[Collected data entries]
----------

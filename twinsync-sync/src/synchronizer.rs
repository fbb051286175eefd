//! Scan, match-and-merge, propagate-remainder.
//!
//! ## Run phases
//!
//! 1. Scan both repositories.
//! 2. For every primary file, take its case-insensitive partner out of the
//!    secondary index. With a partner the newer timestamp wins (equal means
//!    in sync); without one the file is copied to secondary.
//! 3. In [`SyncMode::BiDirectional`] every secondary file left unmatched is
//!    copied to primary.
//!
//! Every copy streams the full content and then stamps the source timestamp
//! onto the destination, so the next run sees both sides as equal. A matched
//! pair is written under the partner's existing path, keeping its casing.

use std::cmp::Ordering;
use std::collections::{HashMap, VecDeque};
use std::path::PathBuf;
use std::time::Instant;

use chrono::{DateTime, Utc};
use serde::Serialize;

use twinsync_core::{FilesystemRepository, Repository, SyncFile, SyncMode};

use crate::error::{CopyStage, SyncError};
use crate::event::{FnListener, SyncEvent, SyncListener};

// ---------------------------------------------------------------------------
// Report
// ---------------------------------------------------------------------------

/// A pair that could not be merged because a timestamp was unreadable.
#[derive(Debug, Clone, PartialEq, Eq, Serialize)]
pub struct SkippedPair {
    pub path: String,
    pub reason: String,
}

/// Outcome of one completed [`Synchronizer::sync`] run.
#[derive(Debug, Clone, Serialize)]
pub struct SyncReport {
    pub started_at: DateTime<Utc>,
    pub mode: SyncMode,
    /// Primary files visited.
    pub visited: usize,
    pub copied_to_secondary: usize,
    pub copied_to_primary: usize,
    /// Pairs whose timestamps were already equal.
    pub unchanged: usize,
    pub skipped: Vec<SkippedPair>,
    pub duration_ms: u128,
}

impl SyncReport {
    fn new(mode: SyncMode) -> Self {
        Self {
            started_at: Utc::now(),
            mode,
            visited: 0,
            copied_to_secondary: 0,
            copied_to_primary: 0,
            unchanged: 0,
            skipped: Vec::new(),
            duration_ms: 0,
        }
    }

    /// Total copies in both directions.
    pub fn copied(&self) -> usize {
        self.copied_to_secondary + self.copied_to_primary
    }
}

// ---------------------------------------------------------------------------
// Synchronizer
// ---------------------------------------------------------------------------

/// Keeps a primary and a secondary repository in sync.
pub struct Synchronizer {
    primary: Box<dyn Repository>,
    secondary: Box<dyn Repository>,
    mode: SyncMode,
    listeners: Vec<Box<dyn SyncListener>>,
}

impl Synchronizer {
    pub fn new(
        primary: Box<dyn Repository>,
        secondary: Box<dyn Repository>,
        mode: SyncMode,
    ) -> Self {
        Self {
            primary,
            secondary,
            mode,
            listeners: Vec::new(),
        }
    }

    /// Synchronizer over two local directories.
    pub fn for_filesystem(
        primary_dir: impl Into<PathBuf>,
        secondary_dir: impl Into<PathBuf>,
        mode: SyncMode,
    ) -> Self {
        Self::new(
            Box::new(FilesystemRepository::new(primary_dir)),
            Box::new(FilesystemRepository::new(secondary_dir)),
            mode,
        )
    }

    pub fn mode(&self) -> SyncMode {
        self.mode
    }

    pub fn set_mode(&mut self, mode: SyncMode) {
        self.mode = mode;
    }

    /// Register a listener; listeners are notified in registration order.
    pub fn add_listener(&mut self, listener: impl SyncListener + 'static) -> &mut Self {
        self.listeners.push(Box::new(listener));
        self
    }

    pub fn add_boxed_listener(&mut self, listener: Box<dyn SyncListener>) -> &mut Self {
        self.listeners.push(listener);
        self
    }

    /// Register a closure as a listener.
    pub fn on_event<F>(&mut self, callback: F) -> &mut Self
    where
        F: FnMut(&SyncEvent<'_>) + Send + 'static,
    {
        self.add_listener(FnListener(callback))
    }

    /// Run one full synchronization pass.
    ///
    /// Per-pair timestamp failures are logged and reported in
    /// [`SyncReport::skipped`]; scan and copy failures abort the run.
    pub fn sync(&mut self) -> Result<SyncReport, SyncError> {
        let clock = Instant::now();
        let mut run = Run {
            primary: self.primary.as_ref(),
            secondary: self.secondary.as_ref(),
            listeners: &mut self.listeners,
            report: SyncReport::new(self.mode),
        };

        tracing::info!(
            primary = %run.primary.name(),
            secondary = %run.secondary.name(),
            mode = %self.mode,
            "sync started"
        );

        let primary_files = scan(run.primary)?;
        let secondary_files = scan(run.secondary)?;
        tracing::info!(
            primary = primary_files.len(),
            secondary = secondary_files.len(),
            "scan complete"
        );

        let mut index = SecondaryIndex::new(secondary_files);
        run.emit(&SyncEvent::Start {
            count: primary_files.len(),
        });

        for a in &primary_files {
            let a = a.as_ref();
            run.emit(&SyncEvent::Visited { file: a });
            run.report.visited += 1;
            match index.take(&a.match_key()) {
                Some(b) => run.merge(a, b.as_ref())?,
                None => run.copy(a, Side::Secondary, a.path())?,
            }
        }

        if self.mode == SyncMode::BiDirectional {
            tracing::debug!(remaining = index.len(), "propagating secondary-only files");
            for b in index.into_remaining() {
                run.copy(b.as_ref(), Side::Primary, b.path())?;
            }
        } else {
            tracing::debug!(
                remaining = index.len(),
                "one-directional mode, leaving secondary-only files untouched"
            );
        }

        let mut report = run.report;
        report.duration_ms = clock.elapsed().as_millis();
        tracing::info!(
            visited = report.visited,
            copied_to_secondary = report.copied_to_secondary,
            copied_to_primary = report.copied_to_primary,
            skipped = report.skipped.len(),
            duration_ms = report.duration_ms as u64,
            "sync finished"
        );
        Ok(report)
    }
}

fn scan(repo: &dyn Repository) -> Result<Vec<Box<dyn SyncFile>>, SyncError> {
    repo.scan().map_err(|source| SyncError::Scan {
        repository: repo.name(),
        source,
    })
}

// ---------------------------------------------------------------------------
// Per-run state
// ---------------------------------------------------------------------------

#[derive(Debug, Clone, Copy, PartialEq, Eq)]
enum Side {
    Primary,
    Secondary,
}

struct Run<'s> {
    primary: &'s dyn Repository,
    secondary: &'s dyn Repository,
    listeners: &'s mut Vec<Box<dyn SyncListener>>,
    report: SyncReport,
}

impl<'s> Run<'s> {
    fn emit(&mut self, event: &SyncEvent<'_>) {
        for listener in self.listeners.iter_mut() {
            listener.on_event(event);
        }
    }

    fn merge(&mut self, a: &dyn SyncFile, b: &dyn SyncFile) -> Result<(), SyncError> {
        let Some(a_time) = self.read_timestamp(a, b) else {
            return Ok(());
        };
        let Some(b_time) = self.read_timestamp(b, a) else {
            return Ok(());
        };

        match a_time.cmp(&b_time) {
            Ordering::Greater => self.copy(a, Side::Secondary, b.path()),
            Ordering::Less => self.copy(b, Side::Primary, a.path()),
            Ordering::Equal => {
                tracing::debug!(path = a.path(), "in sync");
                self.report.unchanged += 1;
                Ok(())
            }
        }
    }

    /// Read `file`'s timestamp, recording the pair as skipped on failure.
    fn read_timestamp(&mut self, file: &dyn SyncFile, partner: &dyn SyncFile) -> Option<i64> {
        match file.timestamp() {
            Ok(timestamp) => Some(timestamp),
            Err(err) => {
                tracing::warn!(
                    path = file.path(),
                    partner = partner.path(),
                    error = %err,
                    "cannot read timestamp, skipping pair"
                );
                self.report.skipped.push(SkippedPair {
                    path: file.path().to_owned(),
                    reason: err.to_string(),
                });
                None
            }
        }
    }

    /// Copy `source` into the `to` repository at `target`.
    ///
    /// A matched pair passes the partner's path so a case-variant partner is
    /// overwritten in place instead of gaining a sibling.
    fn copy(&mut self, source: &dyn SyncFile, to: Side, target: &str) -> Result<(), SyncError> {
        let destination = match to {
            Side::Primary => self.primary,
            Side::Secondary => self.secondary,
        };
        let path = source.path();
        let fail = |stage: CopyStage, err: std::io::Error| SyncError::Copy {
            path: path.to_owned(),
            destination: destination.name(),
            stage,
            source: err,
        };

        let sink = destination
            .open_stream(target)
            .map_err(|e| fail(CopyStage::Open, e))?;
        let bytes = source
            .copy_to(sink)
            .map_err(|e| fail(CopyStage::Transfer, e))?;
        let timestamp = source.timestamp().map_err(|e| fail(CopyStage::Touch, e))?;
        destination
            .get_file(target)
            .touch(timestamp)
            .map_err(|e| fail(CopyStage::Touch, e))?;

        tracing::info!(path, target, destination = %destination.name(), bytes, "copied");
        match to {
            Side::Primary => self.report.copied_to_primary += 1,
            Side::Secondary => self.report.copied_to_secondary += 1,
        }
        self.emit(&SyncEvent::Copied {
            file: source,
            destination,
        });
        Ok(())
    }
}

// ---------------------------------------------------------------------------
// Secondary index
// ---------------------------------------------------------------------------

/// Secondary scan results keyed by match key.
///
/// Taking a file removes it, so a secondary file is merged at most once and
/// never also propagated as a leftover. Files whose keys collide (trees on a
/// case-sensitive filesystem) queue up in scan order.
struct SecondaryIndex {
    slots: Vec<Option<Box<dyn SyncFile>>>,
    by_key: HashMap<String, VecDeque<usize>>,
    remaining: usize,
}

impl SecondaryIndex {
    fn new(files: Vec<Box<dyn SyncFile>>) -> Self {
        let mut by_key: HashMap<String, VecDeque<usize>> = HashMap::with_capacity(files.len());
        for (slot, file) in files.iter().enumerate() {
            by_key.entry(file.match_key()).or_default().push_back(slot);
        }
        Self {
            remaining: files.len(),
            slots: files.into_iter().map(Some).collect(),
            by_key,
        }
    }

    fn take(&mut self, key: &str) -> Option<Box<dyn SyncFile>> {
        let queue = self.by_key.get_mut(key)?;
        let slot = queue.pop_front()?;
        if queue.is_empty() {
            self.by_key.remove(key);
        }
        self.remaining -= 1;
        self.slots[slot].take()
    }

    fn len(&self) -> usize {
        self.remaining
    }

    /// Unmatched files, in scan order.
    fn into_remaining(self) -> impl Iterator<Item = Box<dyn SyncFile>> {
        self.slots.into_iter().flatten()
    }
}

// ---------------------------------------------------------------------------
// Tests
// ---------------------------------------------------------------------------
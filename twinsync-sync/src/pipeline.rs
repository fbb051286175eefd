//! Shared sync entrypoint used by the CLI.

use twinsync_core::Preferences;

use crate::{SyncError, SyncListener, SyncReport, Synchronizer};

/// Validate `prefs` and synchronize the two configured directories.
///
/// Listeners are registered in the order given.
pub fn run(
    prefs: &Preferences,
    listeners: Vec<Box<dyn SyncListener>>,
) -> Result<SyncReport, SyncError> {
    let (primary, secondary) = prefs.validate()?;
    tracing::debug!(
        primary = %primary.display(),
        secondary = %secondary.display(),
        mode = %prefs.sync_mode,
        "preferences valid"
    );

    let mut sync = Synchronizer::for_filesystem(primary, secondary, prefs.sync_mode);
    for listener in listeners {
        sync.add_boxed_listener(listener);
    }
    sync.sync()
}
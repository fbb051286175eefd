//! Repository and file-handle abstractions.
//!
//! A [`Repository`] is one file tree addressed by repository-relative,
//! `/`-separated paths. The synchronizer only ever talks to these traits, so
//! a new backend is a new implementation, never a change to the merge logic.

use std::fmt;
use std::io::{self, Write};

use crate::error::RepositoryError;
use crate::types::match_key;

/// Writable destination returned by [`Repository::open_stream`].
pub type Sink = Box<dyn Write + Send>;

/// One file inside a repository.
pub trait SyncFile: Send + Sync {
    /// Repository-relative path, `/`-separated, never including the root.
    fn path(&self) -> &str;

    /// Last-modified time in milliseconds since the Unix epoch.
    fn timestamp(&self) -> io::Result<i64>;

    /// Set the last-modified time of the underlying entry.
    fn touch(&self, timestamp: i64) -> io::Result<()>;

    /// Stream the whole file into `sink`, then flush and close it.
    ///
    /// The sink is consumed, so it is closed whether streaming succeeds or not.
    /// Returns the number of bytes written.
    ///
    /// Only errors up to the final `flush` are reported. Closing happens when
    /// the boxed sink is dropped, so a failure the OS defers to close time
    /// (delayed write-back, quota on some network filesystems) is not seen.
    fn copy_to(&self, sink: Sink) -> io::Result<u64>;

    /// Case-insensitive identity used to pair files across repositories.
    fn match_key(&self) -> String {
        match_key(self.path())
    }
}

impl fmt::Debug for dyn SyncFile {
    fn fmt(&self, f: &mut fmt::Formatter<'_>) -> fmt::Result {
        f.write_str(self.path())
    }
}

/// A file tree that can be enumerated and written to.
pub trait Repository: Send + Sync {
    /// Human-readable location, used in logs and events.
    fn name(&self) -> String;

    /// Enumerate every regular file below the root, recursively.
    ///
    /// Order is unspecified. A root that does not exist yields no files.
    fn scan(&self) -> Result<Vec<Box<dyn SyncFile>>, RepositoryError>;

    /// Open `path` for writing from the start, creating parent directories
    /// and the file itself as needed and truncating existing content.
    fn open_stream(&self, path: &str) -> io::Result<Sink>;

    /// Resolve `path` to a handle; the file does not need to exist yet.
    fn get_file(&self, path: &str) -> Box<dyn SyncFile>;
}

impl fmt::Debug for dyn Repository {
    fn fmt(&self, f: &mut fmt::Formatter<'_>) -> fmt::Result {
        f.write_str(&self.name())
    }
}
pub mod config;
pub mod sync;
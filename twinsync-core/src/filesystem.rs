//! Local-directory repository backend.

use std::fs::{self, File, OpenOptions};
use std::io::{self, BufWriter, ErrorKind, Write};
use std::path::{Path, PathBuf};

use filetime::FileTime;
use walkdir::WalkDir;

use crate::error::RepositoryError;
use crate::repository::{Repository, Sink, SyncFile};
use crate::types::normalize_relative;

// ---------------------------------------------------------------------------
// Repository
// ---------------------------------------------------------------------------

/// A repository rooted at a directory on the local filesystem.
///
/// Construction never touches the disk; a root that is not a directory is
/// reported by the first [`Repository::scan`].
#[derive(Debug, Clone)]
pub struct FilesystemRepository {
    root: PathBuf,
}

impl FilesystemRepository {
    pub fn new(root: impl Into<PathBuf>) -> Self {
        Self { root: root.into() }
    }

    fn resolve(&self, path: &str) -> io::Result<PathBuf> {
        let relative = Path::new(path);
        if normalize_relative(relative).is_none() {
            return Err(io::Error::new(
                ErrorKind::InvalidInput,
                format!("'{path}' is not a plain relative path"),
            ));
        }
        Ok(self.root.join(relative))
    }
}

impl Repository for FilesystemRepository {
    fn name(&self) -> String {
        format!("file:{}", self.root.display())
    }

    fn scan(&self) -> Result<Vec<Box<dyn SyncFile>>, RepositoryError> {
        match fs::metadata(&self.root) {
            Ok(meta) if meta.is_dir() => {}
            Ok(_) => {
                return Err(RepositoryError::NotADirectory {
                    path: self.root.clone(),
                })
            }
            Err(err) if err.kind() == ErrorKind::NotFound => {
                tracing::debug!(root = %self.root.display(), "repository root missing, treating as empty");
                return Ok(Vec::new());
            }
            Err(source) => {
                return Err(RepositoryError::Scan {
                    path: self.root.clone(),
                    source,
                })
            }
        }

        let mut files: Vec<Box<dyn SyncFile>> = Vec::new();
        let walker = WalkDir::new(&self.root)
            .follow_links(true)
            .sort_by_file_name();

        for entry in walker {
            let entry = match entry {
                Ok(entry) => entry,
                Err(err) if err.depth() == 0 => {
                    return Err(RepositoryError::Scan {
                        path: self.root.clone(),
                        source: err.into(),
                    });
                }
                Err(err) => {
                    tracing::warn!(root = %self.root.display(), error = %err, "skipping unreadable entry");
                    continue;
                }
            };

            if !entry.file_type().is_file() {
                continue;
            }

            let relative = entry
                .path()
                .strip_prefix(&self.root)
                .ok()
                .and_then(normalize_relative);
            let Some(relative) = relative else {
                tracing::warn!(path = %entry.path().display(), "skipping file with non UTF-8 path");
                continue;
            };

            files.push(Box::new(FilesystemFile {
                absolute: entry.into_path(),
                relative,
            }));
        }

        tracing::debug!(root = %self.root.display(), files = files.len(), "scan complete");
        Ok(files)
    }

    fn open_stream(&self, path: &str) -> io::Result<Sink> {
        let target = self.resolve(path)?;
        if let Some(parent) = target.parent() {
            fs::create_dir_all(parent)?;
        }
        let file = OpenOptions::new()
            .write(true)
            .create(true)
            .truncate(true)
            .open(&target)?;
        Ok(Box::new(BufWriter::new(file)))
    }

    fn get_file(&self, path: &str) -> Box<dyn SyncFile> {
        Box::new(FilesystemFile {
            absolute: self.root.join(path),
            relative: path.to_owned(),
        })
    }
}

// ---------------------------------------------------------------------------
// File handle
// ---------------------------------------------------------------------------

/// A file inside a [`FilesystemRepository`].
#[derive(Debug, Clone)]
pub struct FilesystemFile {
    absolute: PathBuf,
    relative: String,
}

impl SyncFile for FilesystemFile {
    fn path(&self) -> &str {
        &self.relative
    }

    fn timestamp(&self) -> io::Result<i64> {
        let meta = fs::metadata(&self.absolute)?;
        Ok(to_millis(FileTime::from_last_modification_time(&meta)))
    }

    fn touch(&self, timestamp: i64) -> io::Result<()> {
        filetime::set_file_mtime(&self.absolute, from_millis(timestamp))
    }

    fn copy_to(&self, mut sink: Sink) -> io::Result<u64> {
        let mut source = File::open(&self.absolute)?;
        let copied = io::copy(&mut source, &mut sink)?;
        sink.flush()?;
        Ok(copied)
    }
}

fn to_millis(time: FileTime) -> i64 {
    time.unix_seconds() * 1000 + i64::from(time.nanoseconds() / 1_000_000)
}

fn from_millis(millis: i64) -> FileTime {
    let seconds = millis.div_euclid(1000);
    let nanos = (millis.rem_euclid(1000) * 1_000_000) as u32;
    FileTime::from_unix_time(seconds, nanos)
}

// ---------------------------------------------------------------------------
// Tests
// ---------------------------------------------------------------------------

----------

Pull out every line holding "SyncReport" from the records above, and copy it.

[TASK OUTPUT]
pub struct SyncReport {
impl SyncReport {
    /// [`SyncReport::skipped`]; scan and copy failures abort the run.
    pub fn sync(&mut self) -> Result<SyncReport, SyncError> {
            report: SyncReport::new(self.mode),
    report: SyncReport,
use crate::{SyncError, SyncListener, SyncReport, Synchronizer};
) -> Result<SyncReport, SyncError> {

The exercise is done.